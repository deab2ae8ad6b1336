//! Application shell
//!
//! [`ViewerApp`] owns the winit event loop. Everything the frame loop needs
//! lives in one [`Viewer`] context created when the window appears: the
//! render engine, camera, scenes, shading parameters, lookup tables and
//! material textures. Shutdown releases GPU resources in reverse order of
//! acquisition.

use std::sync::Arc;
use std::time::Instant;

use winit::{
    application::ApplicationHandler,
    dpi::PhysicalSize,
    event::WindowEvent,
    event_loop::{ActiveEventLoop, ControlFlow, EventLoop},
    window::{Window, WindowAttributes, WindowId},
};

use crate::config::AppConfig;
use crate::error::{AppError, RenderError};
use crate::gfx::{
    camera::{CameraController, FlyCamera, KeyAction},
    rendering::RenderEngine,
    resources::{
        ltc::LtcSet,
        material::{MaterialTextures, ShadingParameters},
        texture_resource::{load_material_textures, GpuUploader, TextureResource},
    },
    scene::{
        presets::{load_scenes, TEXTURE_SETS},
        SceneComposer, SceneId, SceneSet,
    },
};
use crate::performance::FpsCounter;
use crate::ui::{apply_edit, parameters_panel, PanelStatus, UiManager};

pub struct ViewerApp {
    event_loop: EventLoop<()>,
    app_state: AppState,
}

struct AppState {
    config: AppConfig,
    window: Option<Arc<Window>>,
    viewer: Option<Viewer>,
    error: Option<AppError>,
}

/// Application context of a running viewer.
struct Viewer {
    render_engine: RenderEngine,
    ui_manager: UiManager,
    camera: FlyCamera,
    controller: CameraController,
    scenes: SceneSet,
    active_scene: SceneId,
    shading: ShadingParameters,
    composer: SceneComposer,
    ltc: Option<LtcSet<TextureResource>>,
    texture_sets: Vec<MaterialTextures<TextureResource>>,
    fps: FpsCounter,
    start: Instant,
}

impl ViewerApp {
    pub fn new(config: AppConfig) -> Result<Self, AppError> {
        let event_loop = EventLoop::new()?;
        Ok(Self {
            event_loop,
            app_state: AppState {
                config,
                window: None,
                viewer: None,
                error: None,
            },
        })
    }

    /// Runs until the window closes. Returns the error that stopped the
    /// viewer, if any.
    pub fn run(mut self) -> Result<(), AppError> {
        self.event_loop.set_control_flow(ControlFlow::Poll);
        self.event_loop.run_app(&mut self.app_state)?;

        self.app_state.shutdown();
        match self.app_state.error.take() {
            Some(error) => Err(error),
            None => Ok(()),
        }
    }
}

impl AppState {
    fn fail(&mut self, event_loop: &ActiveEventLoop, error: AppError) {
        log::error!("{error}");
        self.error.get_or_insert(error);
        event_loop.exit();
    }

    fn shutdown(&mut self) {
        if let Some(viewer) = self.viewer.take() {
            viewer.release();
        }
        self.window = None;
    }
}

impl Viewer {
    fn new(config: &AppConfig, window: Arc<Window>) -> Result<Self, AppError> {
        let PhysicalSize { width, height } = window.inner_size();
        let camera = FlyCamera::from_config(&config.camera, width.max(1), height.max(1))?;
        let shading = ShadingParameters::from_config(&config.shading)?;

        let render_engine = pollster::block_on(RenderEngine::new(
            window.clone(),
            width,
            height,
            config.background,
        ))?;
        let device = render_engine.device();
        let queue = render_engine.queue();

        let mut scenes = load_scenes(&config.assets.model_dir)?;
        for scene in scenes.iter_mut() {
            for object in scene.objects_mut() {
                object.init_gpu_resources(device, render_engine.transform_layout());
            }
        }

        let texture_sets = TEXTURE_SETS
            .iter()
            .map(|files| load_material_textures(device, queue, &config.assets.texture_dir, *files))
            .collect::<Result<Vec<_>, _>>()?;

        let ltc = LtcSet::load(&mut GpuUploader { device, queue }, &config.assets.ltc_dir)?;
        log::info!("Lookup tables uploaded from {}", config.assets.ltc_dir.display());

        let ui_manager = UiManager::new(device, queue, render_engine.surface_format(), &window);

        Ok(Self {
            render_engine,
            ui_manager,
            camera,
            controller: CameraController::new(),
            scenes,
            active_scene: SceneId::default(),
            shading,
            composer: SceneComposer::from_config(&config.animation, config.strict_bindings),
            ltc: Some(ltc),
            texture_sets,
            fps: FpsCounter::new(config.animation.fps_sample_frames),
            start: Instant::now(),
        })
    }

    fn resize(&mut self, width: u32, height: u32) {
        self.camera.set_width(width);
        self.camera.set_height(height);
        self.render_engine.resize(width, height);
        self.ui_manager.update_display_size(width, height);
    }

    /// Builds the UI, animates and binds the active scene, then renders it.
    fn frame(&mut self, window: &Window) -> Result<(), AppError> {
        let Viewer {
            render_engine,
            ui_manager,
            camera,
            scenes,
            active_scene,
            shading,
            composer,
            ltc,
            texture_sets,
            fps,
            start,
            ..
        } = self;

        let history = fps.frame_time_history();
        let status = PanelStatus {
            fps: fps.fps(),
            frame_times: &history,
        };
        let mut edits = Vec::new();
        ui_manager.update_logic(window, |ui| {
            edits = parameters_panel(ui, shading, *active_scene, &status);
        });
        for edit in edits {
            apply_edit(edit, shading, active_scene);
        }

        let Some(scene) = scenes.get_mut(*active_scene) else {
            log::error!("{} is not loaded", active_scene.label());
            return Ok(());
        };
        composer.update_transforms(scene, start.elapsed());
        for object in scene.objects_mut() {
            object.update_transform(render_engine.queue());
        }
        render_engine.update(camera.uniform());

        let Some(ltc) = ltc.as_ref() else {
            return Ok(());
        };
        let program = render_engine.program_mut();
        program.begin_frame();
        match composer.compose(program, scene, shading, ltc, texture_sets) {
            Ok(report) => log::debug!("{report:?}"),
            Err(e) => log::error!("Binding aborted for this frame: {e}"),
        }

        let rendered = render_engine.render_frame(
            scene,
            Some(|device: &wgpu::Device,
                  queue: &wgpu::Queue,
                  encoder: &mut wgpu::CommandEncoder,
                  view: &wgpu::TextureView| {
                ui_manager.render_display_only(device, queue, encoder, view);
            }),
        );

        match rendered {
            Ok(()) => {
                fps.tick();
                Ok(())
            }
            Err(wgpu::SurfaceError::Lost | wgpu::SurfaceError::Outdated) => {
                render_engine.reconfigure();
                Ok(())
            }
            Err(wgpu::SurfaceError::OutOfMemory) => {
                Err(RenderError::Frame(wgpu::SurfaceError::OutOfMemory).into())
            }
            Err(e) => {
                log::warn!("Skipping frame: {e}");
                Ok(())
            }
        }
    }

    fn release(mut self) {
        let device = self.render_engine.device().clone();
        let queue = self.render_engine.queue().clone();

        for set in self.texture_sets.drain(..).rev() {
            for texture in set.into_textures().into_iter().rev() {
                texture.texture.destroy();
            }
        }
        if let Some(ltc) = self.ltc.take() {
            ltc.remove(&mut GpuUploader {
                device: &device,
                queue: &queue,
            });
        }
        for scene in self.scenes.iter_mut() {
            for object in scene.objects_mut() {
                object.release_gpu_resources();
            }
        }
        self.render_engine.release();
        log::info!("Released GPU resources");
    }
}

impl ApplicationHandler for AppState {
    fn resumed(&mut self, event_loop: &ActiveEventLoop) {
        if self.window.is_some() {
            return;
        }

        let attributes = WindowAttributes::default()
            .with_title(self.config.window.title.clone())
            .with_inner_size(PhysicalSize::new(
                self.config.window.width,
                self.config.window.height,
            ));
        let window = match event_loop.create_window(attributes) {
            Ok(window) => Arc::new(window),
            Err(e) => return self.fail(event_loop, e.into()),
        };

        match Viewer::new(&self.config, window.clone()) {
            Ok(viewer) => {
                self.viewer = Some(viewer);
                self.window = Some(window);
            }
            Err(e) => self.fail(event_loop, e),
        }
    }

    fn window_event(
        &mut self,
        event_loop: &ActiveEventLoop,
        window_id: WindowId,
        event: WindowEvent,
    ) {
        let (Some(viewer), Some(window)) = (self.viewer.as_mut(), self.window.clone()) else {
            return;
        };

        let ui_event: winit::event::Event<()> = winit::event::Event::WindowEvent {
            window_id,
            event: event.clone(),
        };
        let ui_captured = viewer.ui_manager.handle_input(&window, &ui_event);

        match event {
            WindowEvent::KeyboardInput { event: key_event, .. } => {
                if ui_captured || viewer.ui_manager.wants_keyboard() {
                    return;
                }
                if let Some(KeyAction::Exit) = viewer
                    .controller
                    .process_keyed_events(&key_event, &mut viewer.camera)
                {
                    event_loop.exit();
                }
            }
            WindowEvent::Resized(PhysicalSize { width, height }) => {
                viewer.resize(width, height);
            }
            WindowEvent::CloseRequested => {
                event_loop.exit();
            }
            WindowEvent::RedrawRequested => {
                if let Err(e) = viewer.frame(&window) {
                    self.fail(event_loop, e);
                }
            }
            _ => (),
        }
    }

    fn about_to_wait(&mut self, _event_loop: &ActiveEventLoop) {
        if let Some(ref window) = self.window {
            window.request_redraw();
        }
    }

    fn exiting(&mut self, _event_loop: &ActiveEventLoop) {
        self.shutdown();
    }
}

+++++

* WORK TO BE COMPLETED
State the number of lines above that contain "LtcSet". Write nothing besides it.

* TASK SOLUTION
3